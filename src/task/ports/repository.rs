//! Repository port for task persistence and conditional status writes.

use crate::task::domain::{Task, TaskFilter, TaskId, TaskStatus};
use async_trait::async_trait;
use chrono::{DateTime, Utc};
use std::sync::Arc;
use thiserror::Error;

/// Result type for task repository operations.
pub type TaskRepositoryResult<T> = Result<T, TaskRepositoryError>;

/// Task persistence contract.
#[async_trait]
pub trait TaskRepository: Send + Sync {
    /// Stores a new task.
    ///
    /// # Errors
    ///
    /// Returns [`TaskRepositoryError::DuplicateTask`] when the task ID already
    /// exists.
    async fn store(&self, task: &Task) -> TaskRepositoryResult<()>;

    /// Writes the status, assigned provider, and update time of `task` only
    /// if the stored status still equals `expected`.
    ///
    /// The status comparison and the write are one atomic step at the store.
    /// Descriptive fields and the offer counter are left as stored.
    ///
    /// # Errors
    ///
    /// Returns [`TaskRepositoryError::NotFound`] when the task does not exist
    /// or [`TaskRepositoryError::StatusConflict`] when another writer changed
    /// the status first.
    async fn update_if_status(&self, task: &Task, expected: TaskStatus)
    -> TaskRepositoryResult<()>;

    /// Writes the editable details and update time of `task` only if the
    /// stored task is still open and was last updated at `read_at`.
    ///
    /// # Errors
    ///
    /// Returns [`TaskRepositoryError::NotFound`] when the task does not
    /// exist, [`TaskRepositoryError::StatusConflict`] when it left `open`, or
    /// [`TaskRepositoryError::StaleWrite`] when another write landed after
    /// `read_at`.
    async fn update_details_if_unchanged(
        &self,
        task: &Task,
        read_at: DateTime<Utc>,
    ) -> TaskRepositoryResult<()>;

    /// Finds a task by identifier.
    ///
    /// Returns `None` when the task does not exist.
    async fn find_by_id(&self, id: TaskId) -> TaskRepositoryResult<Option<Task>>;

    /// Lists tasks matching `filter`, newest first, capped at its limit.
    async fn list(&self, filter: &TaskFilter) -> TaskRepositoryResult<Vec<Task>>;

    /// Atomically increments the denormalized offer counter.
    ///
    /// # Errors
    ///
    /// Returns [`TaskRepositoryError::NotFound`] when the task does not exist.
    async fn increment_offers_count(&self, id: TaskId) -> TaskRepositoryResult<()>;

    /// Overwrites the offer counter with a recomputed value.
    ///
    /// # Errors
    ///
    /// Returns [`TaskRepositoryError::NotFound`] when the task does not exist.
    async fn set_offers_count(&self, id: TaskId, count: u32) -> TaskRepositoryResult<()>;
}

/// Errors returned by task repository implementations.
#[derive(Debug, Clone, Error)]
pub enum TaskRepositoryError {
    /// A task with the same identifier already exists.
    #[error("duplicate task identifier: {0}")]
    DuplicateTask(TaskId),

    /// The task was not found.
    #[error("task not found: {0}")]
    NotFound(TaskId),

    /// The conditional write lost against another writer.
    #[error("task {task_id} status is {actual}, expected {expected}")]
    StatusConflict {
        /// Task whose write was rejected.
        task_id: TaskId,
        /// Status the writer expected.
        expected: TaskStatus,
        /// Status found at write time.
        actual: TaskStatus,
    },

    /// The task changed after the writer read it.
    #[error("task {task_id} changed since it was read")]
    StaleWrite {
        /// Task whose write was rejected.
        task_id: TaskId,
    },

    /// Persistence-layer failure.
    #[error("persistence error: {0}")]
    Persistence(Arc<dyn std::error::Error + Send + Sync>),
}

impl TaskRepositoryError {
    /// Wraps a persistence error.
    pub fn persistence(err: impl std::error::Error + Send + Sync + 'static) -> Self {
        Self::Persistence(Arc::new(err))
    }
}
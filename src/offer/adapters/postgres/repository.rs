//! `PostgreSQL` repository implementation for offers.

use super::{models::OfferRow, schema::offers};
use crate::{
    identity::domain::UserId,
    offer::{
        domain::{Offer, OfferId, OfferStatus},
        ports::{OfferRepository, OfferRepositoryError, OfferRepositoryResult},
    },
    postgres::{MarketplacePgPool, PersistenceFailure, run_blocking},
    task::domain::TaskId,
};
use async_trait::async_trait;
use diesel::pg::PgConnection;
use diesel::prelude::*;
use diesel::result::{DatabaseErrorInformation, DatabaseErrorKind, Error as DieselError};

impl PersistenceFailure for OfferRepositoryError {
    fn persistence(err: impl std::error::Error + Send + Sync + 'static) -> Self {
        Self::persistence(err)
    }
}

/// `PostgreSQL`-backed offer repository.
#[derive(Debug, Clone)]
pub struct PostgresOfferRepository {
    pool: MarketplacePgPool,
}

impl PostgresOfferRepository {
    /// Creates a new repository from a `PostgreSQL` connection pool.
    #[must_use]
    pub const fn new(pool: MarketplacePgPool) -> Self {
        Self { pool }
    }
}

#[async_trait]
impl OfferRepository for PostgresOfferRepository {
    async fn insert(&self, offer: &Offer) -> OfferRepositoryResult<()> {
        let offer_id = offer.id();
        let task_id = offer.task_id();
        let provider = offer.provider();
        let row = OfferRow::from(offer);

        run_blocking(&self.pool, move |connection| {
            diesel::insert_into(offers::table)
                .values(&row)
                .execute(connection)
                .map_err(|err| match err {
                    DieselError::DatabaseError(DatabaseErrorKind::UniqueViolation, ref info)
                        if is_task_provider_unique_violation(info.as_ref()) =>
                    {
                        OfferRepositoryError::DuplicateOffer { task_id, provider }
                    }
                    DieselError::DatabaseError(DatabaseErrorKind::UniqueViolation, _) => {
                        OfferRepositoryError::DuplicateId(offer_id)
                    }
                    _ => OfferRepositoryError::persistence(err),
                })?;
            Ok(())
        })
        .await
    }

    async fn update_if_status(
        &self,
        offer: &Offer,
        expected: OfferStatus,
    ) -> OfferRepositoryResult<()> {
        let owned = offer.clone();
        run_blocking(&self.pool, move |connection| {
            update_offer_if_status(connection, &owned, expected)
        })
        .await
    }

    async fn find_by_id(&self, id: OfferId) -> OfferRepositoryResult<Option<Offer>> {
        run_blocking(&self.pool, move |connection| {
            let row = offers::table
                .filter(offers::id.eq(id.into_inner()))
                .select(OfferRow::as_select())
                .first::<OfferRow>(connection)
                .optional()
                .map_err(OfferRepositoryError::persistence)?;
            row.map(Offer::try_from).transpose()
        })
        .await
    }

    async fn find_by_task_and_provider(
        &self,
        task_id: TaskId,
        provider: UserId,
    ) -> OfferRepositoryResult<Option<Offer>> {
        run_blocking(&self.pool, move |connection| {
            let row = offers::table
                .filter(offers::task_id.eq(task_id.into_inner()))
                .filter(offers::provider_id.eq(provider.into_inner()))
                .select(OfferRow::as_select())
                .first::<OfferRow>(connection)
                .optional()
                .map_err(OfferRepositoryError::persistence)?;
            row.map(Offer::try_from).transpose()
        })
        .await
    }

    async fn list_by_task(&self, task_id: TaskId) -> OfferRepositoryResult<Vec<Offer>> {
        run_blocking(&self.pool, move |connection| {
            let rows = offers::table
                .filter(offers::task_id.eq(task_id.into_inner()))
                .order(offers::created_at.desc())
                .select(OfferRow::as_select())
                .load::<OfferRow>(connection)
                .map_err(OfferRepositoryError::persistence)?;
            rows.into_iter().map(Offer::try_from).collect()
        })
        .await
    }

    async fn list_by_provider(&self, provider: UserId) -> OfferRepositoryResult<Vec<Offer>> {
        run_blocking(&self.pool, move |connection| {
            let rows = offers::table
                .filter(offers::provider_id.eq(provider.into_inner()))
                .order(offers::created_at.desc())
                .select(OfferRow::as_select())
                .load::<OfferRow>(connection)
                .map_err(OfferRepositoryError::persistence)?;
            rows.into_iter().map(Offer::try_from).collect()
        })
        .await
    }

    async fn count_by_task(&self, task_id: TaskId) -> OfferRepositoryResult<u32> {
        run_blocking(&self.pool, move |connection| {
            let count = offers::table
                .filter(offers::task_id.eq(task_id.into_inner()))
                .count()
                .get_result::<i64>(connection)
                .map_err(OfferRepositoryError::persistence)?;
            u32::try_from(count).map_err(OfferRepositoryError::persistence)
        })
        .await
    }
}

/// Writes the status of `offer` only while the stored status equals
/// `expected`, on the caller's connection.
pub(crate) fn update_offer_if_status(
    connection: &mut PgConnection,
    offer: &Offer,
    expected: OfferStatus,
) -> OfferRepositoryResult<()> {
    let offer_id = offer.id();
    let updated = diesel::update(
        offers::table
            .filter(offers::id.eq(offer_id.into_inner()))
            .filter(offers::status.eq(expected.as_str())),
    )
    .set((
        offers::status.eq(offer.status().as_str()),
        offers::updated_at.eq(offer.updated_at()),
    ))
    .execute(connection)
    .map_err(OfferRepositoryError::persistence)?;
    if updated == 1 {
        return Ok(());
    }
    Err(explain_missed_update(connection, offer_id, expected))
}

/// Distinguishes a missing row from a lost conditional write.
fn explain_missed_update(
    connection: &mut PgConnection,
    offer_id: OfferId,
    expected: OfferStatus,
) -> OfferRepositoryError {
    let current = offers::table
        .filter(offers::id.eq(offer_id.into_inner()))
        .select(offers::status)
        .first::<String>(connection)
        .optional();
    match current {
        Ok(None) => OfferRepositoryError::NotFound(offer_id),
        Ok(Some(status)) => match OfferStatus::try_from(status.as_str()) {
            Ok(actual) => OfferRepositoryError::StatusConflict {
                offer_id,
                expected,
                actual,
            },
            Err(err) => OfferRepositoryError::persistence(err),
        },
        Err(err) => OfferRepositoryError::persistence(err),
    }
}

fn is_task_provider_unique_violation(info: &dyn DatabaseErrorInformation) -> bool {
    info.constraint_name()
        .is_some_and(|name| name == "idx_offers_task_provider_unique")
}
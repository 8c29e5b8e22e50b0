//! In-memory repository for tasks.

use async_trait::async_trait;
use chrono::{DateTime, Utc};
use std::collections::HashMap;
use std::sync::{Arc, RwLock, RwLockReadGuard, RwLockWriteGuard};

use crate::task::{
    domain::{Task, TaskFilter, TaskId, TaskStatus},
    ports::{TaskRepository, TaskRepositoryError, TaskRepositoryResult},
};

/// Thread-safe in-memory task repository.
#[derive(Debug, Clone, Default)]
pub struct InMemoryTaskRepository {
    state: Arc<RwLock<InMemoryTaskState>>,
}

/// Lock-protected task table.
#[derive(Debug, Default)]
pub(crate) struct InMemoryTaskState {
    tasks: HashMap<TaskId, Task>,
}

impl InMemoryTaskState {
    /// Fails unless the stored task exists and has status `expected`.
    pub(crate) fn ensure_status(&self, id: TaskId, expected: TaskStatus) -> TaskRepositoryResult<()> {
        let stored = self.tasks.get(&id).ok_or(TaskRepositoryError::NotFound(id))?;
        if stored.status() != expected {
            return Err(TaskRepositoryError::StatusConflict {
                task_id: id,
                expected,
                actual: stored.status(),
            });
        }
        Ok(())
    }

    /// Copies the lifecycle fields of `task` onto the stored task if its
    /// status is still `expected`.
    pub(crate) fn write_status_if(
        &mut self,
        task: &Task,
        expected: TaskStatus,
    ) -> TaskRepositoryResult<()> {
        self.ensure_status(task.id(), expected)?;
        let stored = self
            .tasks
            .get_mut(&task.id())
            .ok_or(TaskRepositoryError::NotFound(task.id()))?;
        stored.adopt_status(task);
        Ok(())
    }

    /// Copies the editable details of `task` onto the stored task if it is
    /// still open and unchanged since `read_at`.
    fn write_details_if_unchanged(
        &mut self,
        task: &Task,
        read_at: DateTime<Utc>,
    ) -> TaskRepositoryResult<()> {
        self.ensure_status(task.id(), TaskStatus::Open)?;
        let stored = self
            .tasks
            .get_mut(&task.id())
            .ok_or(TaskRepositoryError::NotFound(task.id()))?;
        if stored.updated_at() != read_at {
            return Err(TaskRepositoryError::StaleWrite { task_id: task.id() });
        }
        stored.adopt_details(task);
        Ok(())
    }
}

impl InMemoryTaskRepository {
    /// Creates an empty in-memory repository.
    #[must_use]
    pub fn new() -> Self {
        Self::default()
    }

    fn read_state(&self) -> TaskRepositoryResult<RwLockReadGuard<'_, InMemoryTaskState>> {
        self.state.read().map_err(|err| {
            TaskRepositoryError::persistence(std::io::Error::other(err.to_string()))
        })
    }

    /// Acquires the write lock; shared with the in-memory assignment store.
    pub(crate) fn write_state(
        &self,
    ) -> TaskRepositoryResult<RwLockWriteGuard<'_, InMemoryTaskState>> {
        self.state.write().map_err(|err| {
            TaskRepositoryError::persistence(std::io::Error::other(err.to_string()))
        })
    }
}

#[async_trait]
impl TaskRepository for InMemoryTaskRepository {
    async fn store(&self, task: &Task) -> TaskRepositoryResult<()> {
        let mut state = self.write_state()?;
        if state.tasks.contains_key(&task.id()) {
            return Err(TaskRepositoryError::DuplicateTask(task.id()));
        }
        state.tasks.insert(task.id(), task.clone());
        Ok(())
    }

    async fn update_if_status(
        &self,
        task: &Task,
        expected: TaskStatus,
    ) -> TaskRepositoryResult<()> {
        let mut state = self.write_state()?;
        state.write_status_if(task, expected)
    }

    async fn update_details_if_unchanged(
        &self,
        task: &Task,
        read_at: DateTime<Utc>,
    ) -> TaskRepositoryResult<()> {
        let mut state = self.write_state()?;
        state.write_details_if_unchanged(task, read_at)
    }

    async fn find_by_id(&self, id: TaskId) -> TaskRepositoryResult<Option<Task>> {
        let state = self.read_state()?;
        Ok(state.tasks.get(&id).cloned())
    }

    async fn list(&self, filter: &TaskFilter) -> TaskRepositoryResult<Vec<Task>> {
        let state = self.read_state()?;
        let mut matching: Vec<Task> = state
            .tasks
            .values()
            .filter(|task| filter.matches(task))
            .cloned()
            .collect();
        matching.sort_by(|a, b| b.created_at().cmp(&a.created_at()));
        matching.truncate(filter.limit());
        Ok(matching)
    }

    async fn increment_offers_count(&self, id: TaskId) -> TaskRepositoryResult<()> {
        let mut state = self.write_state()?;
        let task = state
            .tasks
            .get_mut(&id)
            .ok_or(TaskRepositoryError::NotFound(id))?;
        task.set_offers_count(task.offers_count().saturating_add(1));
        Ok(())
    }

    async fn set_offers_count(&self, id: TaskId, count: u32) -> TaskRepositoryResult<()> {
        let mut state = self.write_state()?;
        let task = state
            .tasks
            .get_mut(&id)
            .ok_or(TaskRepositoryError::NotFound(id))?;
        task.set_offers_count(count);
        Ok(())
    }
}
--------
→ Work instruction
Once you have found every line in the listing that holds the string "OfferStatus", copy each of them.

→ Answer space
        domain::{Offer, OfferId, OfferStatus},
        expected: OfferStatus,
    expected: OfferStatus,
    expected: OfferStatus,
        Ok(Some(status)) => match OfferStatus::try_from(status.as_str()) {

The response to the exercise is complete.